We are pleased to award four grants this year:

  • First is to Katherine Koller for her project that documents new play readings coming out of the Edmonton Script Salon, which Koller co-founded and co-produces. Inspired by discussion during a CATR panel session, this project intends to collect, document, and publish a list of all of the plays and playwrights featured during the Script Salon’s 10 year run. Ultimately that list will be featured publicly on the Alberta Playwrights Network webpage. The committee appreciated the ways this project both serves an archival function as well as amplifies new works by artists in Edmonton and Alberta – a worthy intersection of practice and scholarship.
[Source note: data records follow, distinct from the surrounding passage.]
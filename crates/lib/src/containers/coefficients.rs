use std::collections::BTreeSet;

use tracing::{debug, trace};

use super::{Container, Controls, CountControl, NodeContext, Shape};
use crate::{
    collection::CountSync,
    types::{CoefficientSettings, CoefficientsRule, CoefficientsSettings, MathObjectKind},
};

/// Whether the parent owns this collection's rules and count.
fn is_locked(ctx: &NodeContext<'_>) -> bool {
    ctx.parent_kind()
        .is_some_and(|kind| kind.locks_coefficients())
}

/// The rule set a locking parent imposes, if any.
fn forced_rules(ctx: &NodeContext<'_>) -> Option<BTreeSet<CoefficientsRule>> {
    match ctx.parent_kind()? {
        MathObjectKind::Interval => {
            Some([CoefficientsRule::Increasing, CoefficientsRule::Neq].into())
        }
        MathObjectKind::Point => Some(BTreeSet::new()),
        _ => None,
    }
}

impl CoefficientsSettings {
    /// Selects or deselects a collection rule.
    ///
    /// `increasing` and `decreasing` exclude each other. Ignored under a locking parent.
    pub fn toggle_rule(&self, ctx: &NodeContext<'_>, rule: CoefficientsRule) -> Self {
        if is_locked(ctx) {
            debug!(path = %ctx.path, rule = %rule, "Ignoring rule edit on locked collection");
            return self.clone();
        }
        let mut rules = self.rules.clone();
        if !rules.remove(&rule) {
            match rule {
                CoefficientsRule::Increasing => {
                    rules.remove(&CoefficientsRule::Decreasing);
                }
                CoefficientsRule::Decreasing => {
                    rules.remove(&CoefficientsRule::Increasing);
                }
                CoefficientsRule::Neq => {}
            }
            rules.insert(rule);
        }
        Self {
            rules,
            ..self.clone()
        }
    }

    /// Replaces the rule selection. Ignored under a locking parent.
    pub fn with_rules(
        &self,
        ctx: &NodeContext<'_>,
        rules: impl IntoIterator<Item = CoefficientsRule>,
    ) -> Self {
        if is_locked(ctx) {
            debug!(path = %ctx.path, "Ignoring rules edit on locked collection");
            return self.clone();
        }
        Self {
            rules: rules.into_iter().collect(),
            ..self.clone()
        }
    }

    /// Sets the collection count, at least 1. Ignored under a locking parent.
    pub fn with_count(&self, ctx: &NodeContext<'_>, count: usize) -> Self {
        if is_locked(ctx) {
            debug!(path = %ctx.path, count, "Ignoring count edit on locked collection");
            return self.clone();
        }
        count_sync(ctx).set_count(self, count.max(1))
    }
}

fn count_sync(ctx: &NodeContext<'_>) -> CountSync<'static, CoefficientsSettings> {
    CountSync::new(
        CoefficientSettings::defaults(ctx.defaults)
            .get(ctx.mode)
            .clone(),
        ctx.mode,
    )
}

impl Container for CoefficientsSettings {
    fn normalize(&self, ctx: &NodeContext<'_>) -> Self {
        let mut next = self.clone();
        next.collection_count = next.collection_count.max(1);
        if let Some(synced) = count_sync(ctx).reconcile(&next) {
            next = synced;
        }

        if next.rules.contains(&CoefficientsRule::Increasing) {
            next.rules.remove(&CoefficientsRule::Decreasing);
        }
        if let Some(forced) = forced_rules(ctx) {
            next.rules = forced;
        }

        trace!(path = %ctx.path, count = next.collection_count, "Normalized coefficients");
        next
    }

    fn controls(&self, ctx: &NodeContext<'_>) -> Controls {
        let locked = is_locked(ctx);
        Controls {
            count: Some(CountControl {
                value: self.collection_count,
                min: 1,
                locked,
            }),
            rules_locked: locked,
            ..Controls::default()
        }
    }

    /// Every field survives a mode switch; the children are re-tagged by the caller.
    fn preserve(&self, _base: Self) -> Self {
        self.clone()
    }
}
  • Second, to Signy Lynch, Scott Mealey, and Jenny Salisbury for a first-of-its-kind Toronto symposium that will bring artists and scholars together to discuss post-pandemic theatre audiences. An extension of a March 2023 panel about “Artists on Audiences: Three Ontario Artistic Directors Discuss,” this symposium will be in-person one-day event on May 3, 2024, and combines a morning session that will be open to the public and an afternoon session focused on networking and focused discussion by a group of artists. The event centers the community-based knowledge of artists who are working in specific communities and emphases collaboration and communication between these artists to create future, innovative projects. The committee particularly appreciated the use of the grant to financially support and offset costs for the artists and scholars in precarious positions, as this type of financial support is key to accessibility and increasing the voices at the table. 
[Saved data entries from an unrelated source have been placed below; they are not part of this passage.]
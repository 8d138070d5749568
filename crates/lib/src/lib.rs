//!
//! Mathforge: mode-aware settings trees for generated math objects.
//! This library provides the engine behind the "math object settings" editor:
//! a typed settings tree that repairs itself on every edit.
//!
//! ## Core Concepts
//!
//! * **Settings (`types::Settings`)**: A closed sum type with one settings shape per math object
//!   kind. Shapes nest: a `Term` owns a `Coefficients` collection, an `Expression` owns terms, an
//!   `Equation` owns one or two expressions, and so on.
//! * **Defaults (`defaults::DefaultTable`)**: The canonical settings for every kind and interface
//!   mode, validated once when the table is built.
//! * **Collection sync (`collection`)**: Keeps every array field the same length as its count field.
//! * **Interface modes (`mode::ModeRegistry`)**: Per-node `simple`/`complex` modes keyed by container
//!   path, with ancestor-prefix inheritance.
//! * **Containers (`containers`)**: Per-kind field setters and node-local invariants.
//! * **Documents (`document::Document`)**: One settings tree plus its mode registry. All writes go
//!   through parent-supplied update callbacks, bottom-up, until the root is replaced.
//! * **Rendering (`render`)**: A pre-order walk that hands a presentation layer one view per node.

pub mod collection;
pub mod constants;
pub mod containers;
pub mod defaults;
pub mod document;
pub mod input;
pub mod mode;
pub mod path;
pub mod render;
pub mod tree;
pub mod types;

/// Re-export the `Document` struct for easier access.
pub use document::{Document, DocumentBuilder};
pub use types::{MathObjectKind, Mode, Settings};

/// Result type used throughout the Mathforge library.
pub type Result<T> = std::result::Result<T, Error>;

/// Common error type for the Mathforge library.
#[derive(Debug, thiserror::Error)]
pub enum Error {
    #[error("Serialization error: {0}")]
    Serialize(#[from] serde_json::Error),

    /// Unknown member of a closed option set
    #[error(transparent)]
    Option(#[from] types::UnknownOption),

    /// Structured default table errors from the defaults module
    #[error(transparent)]
    Defaults(defaults::DefaultsError),

    /// Structured tree addressing errors from the tree module
    #[error(transparent)]
    Tree(tree::TreeError),

    /// Structured import errors from the input module
    #[error(transparent)]
    Input(input::InputError),
}

impl Error {
    /// Get the originating module for this error.
    pub fn module(&self) -> &'static str {
        match self {
            Error::Serialize(_) => "serialize",
            Error::Option(_) => "types",
            Error::Defaults(_) => "defaults",
            Error::Tree(_) => "tree",
            Error::Input(_) => "input",
        }
    }

    /// Check if this error indicates an addressed node was not found.
    pub fn is_not_found(&self) -> bool {
        match self {
            Error::Tree(tree_err) => tree_err.is_not_found(),
            _ => false,
        }
    }

    /// Check if this error is a configuration error in a default table.
    pub fn is_configuration_error(&self) -> bool {
        matches!(self, Error::Defaults(_))
    }

    /// Check if this error is a kind mismatch anywhere in the engine.
    pub fn is_kind_mismatch(&self) -> bool {
        match self {
            Error::Defaults(defaults_err) => defaults_err.is_kind_mismatch(),
            Error::Tree(tree_err) => tree_err.is_kind_mismatch(),
            Error::Input(input_err) => input_err.is_kind_mismatch(),
            _ => false,
        }
    }

    /// Check if this error came from rejected import data.
    pub fn is_input_error(&self) -> bool {
        matches!(self, Error::Input(_) | Error::Option(_))
    }

    /// Check if this error is serialization-related.
    pub fn is_serialization_error(&self) -> bool {
        matches!(self, Error::Serialize(_))
    }
}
  • Third, to Taylor Graham and Jayna Mees with support from the Task Force on Precarity, to support further e-initiatives for graduate students – an ongoing focus of the field and CATR overall. The committee appreciated the project’s intention to use these e-initiatives and events to build community among graduate students across Canada and to offer additional avenues to develop and hone skills that will support the grad students’ future pathways and careers. In addition to writing workshops and grant writing virtual seminars, the project includes a mental health workshop, which we found particularly invigorating and beneficial. 
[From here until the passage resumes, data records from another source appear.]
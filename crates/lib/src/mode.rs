//! Interface mode registry.
//!
//! A document keeps one [`ModeRegistry`] mapping container paths to modes. Lookups
//! resolve in three steps:
//!
//! 1. An exact entry for the queried path.
//! 2. The longest registered path that is a string prefix of the queried path.
//! 3. The registry's fallback mode (`simple` unless configured otherwise).
//!
//! New nodes therefore inherit a sensible mode from their closest registered
//! ancestor without being registered themselves. Setting a mode never cascades;
//! descendants re-resolve on their next lookup.
//!
//! The registry is owned by its [`Document`](crate::Document) and is dropped with it.

use std::collections::BTreeMap;

use crate::{
    path::{ContainerPath, Step},
    types::{Mode, Settings},
};

/// Per-document map from container path to interface mode.
#[derive(Debug, Clone, Default, PartialEq, Eq)]
pub struct ModeRegistry {
    entries: BTreeMap<String, Mode>,
    fallback: Mode,
}

impl ModeRegistry {
    /// Creates an empty registry that falls back to `simple`.
    pub fn new() -> Self {
        Self::default()
    }

    /// Creates an empty registry with a custom fallback mode.
    pub fn with_fallback(fallback: Mode) -> Self {
        Self {
            entries: BTreeMap::new(),
            fallback,
        }
    }

    /// Resolves the mode of `path`.
    pub fn get_mode(&self, path: impl AsRef<str>) -> Mode {
        let path = path.as_ref();
        if let Some(mode) = self.entries.get(path) {
            return *mode;
        }
        self.entries
            .iter()
            .filter(|(registered, _)| path.starts_with(registered.as_str()))
            .max_by_key(|(registered, _)| registered.len())
            .map(|(_, mode)| *mode)
            .unwrap_or(self.fallback)
    }

    /// Registers `mode` for exactly `path`, replacing any previous entry.
    pub fn set_mode(&mut self, path: impl Into<String>, mode: Mode) {
        let path = path.into();
        tracing::debug!(path = %path, mode = %mode, "Setting interface mode");
        self.entries.insert(path, mode);
    }

    /// The explicitly registered mode of `path`, without inheritance.
    pub fn registered(&self, path: impl AsRef<str>) -> Option<Mode> {
        self.entries.get(path.as_ref()).copied()
    }

    /// The mode used when no registered path matches.
    pub fn fallback(&self) -> Mode {
        self.fallback
    }

    /// Number of explicit entries.
    pub fn len(&self) -> usize {
        self.entries.len()
    }

    /// Whether no path is registered.
    pub fn is_empty(&self) -> bool {
        self.entries.is_empty()
    }

    /// Iterates over explicit entries in path order.
    pub fn iter(&self) -> impl Iterator<Item = (&str, Mode)> {
        self.entries.iter().map(|(path, mode)| (path.as_str(), *mode))
    }

    /// Drops every entry.
    pub fn clear(&mut self) {
        self.entries.clear();
    }

    /// Registers the initial modes for a freshly opened object.
    ///
    /// - The root is `simple`, except a relation that already holds two sides,
    ///   which is `complex` so its arity matches its mode.
    /// - Below an expression root, each element is `simple` while its coefficient
    ///   collection and first coefficient are `complex`.
    /// - Below a relation root, each side is treated like an element.
    pub fn seed_for(&mut self, root: &ContainerPath, settings: &Settings) {
        let root_mode = match settings {
            Settings::Equation(equation) if equation.sides.len() == 2 => Mode::Complex,
            Settings::Inequality(inequality) if inequality.sides.len() == 2 => Mode::Complex,
            _ => Mode::Simple,
        };
        self.set_mode(root.as_str(), root_mode);

        let children: Vec<Step> = match settings {
            Settings::Expression(expression) => {
                (0..expression.expressions.len()).map(Step::Element).collect()
            }
            Settings::Equation(equation) => (0..equation.sides.len()).map(Step::Side).collect(),
            Settings::Inequality(inequality) => {
                (0..inequality.sides.len()).map(Step::Side).collect()
            }
            _ => Vec::new(),
        };

        for step in children {
            let child = root.child(step);
            let coefficients = child.child(Step::Coefficients);
            let first = coefficients.child(Step::Coefficient(0));
            self.set_mode(child.as_str(), Mode::Simple);
            self.set_mode(coefficients.as_str(), Mode::Complex);
            self.set_mode(first.as_str(), Mode::Complex);
        }
    }

    /// A registry seeded for `settings` rooted at `root`.
    pub fn seeded(root: &ContainerPath, settings: &Settings) -> Self {
        let mut registry = Self::new();
        registry.seed_for(root, settings);
        registry
    }
}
  • Fourth, to Hope McIntyre and Kimberly Richards for their project to develop a Guidebook for Fostering Environmental Stewardship in Theatre and Performance Training Programs. One of the aims of the Salter grants is to support extensions of the CATR conference, and this project seems to fit well within that, as it was developed as part of the CATR Environmental Stewardship in Theatre and Performance Working Group, which has and continues to do valuable work toward re-imagining how we teach, document, and prepare students for sustainable practices in theatre and performance. As such, this specific project will create and design a resource guide to support curricular adjustments across theatre and performance training programs, and the grant funds will specifically support a portion of the graphic design of the guide. As a necessary conversation in our field, this guide seems timely and essential – not to mention a welcome resource for many CATR members and artists in the field. 

Congratulations to all the recipients!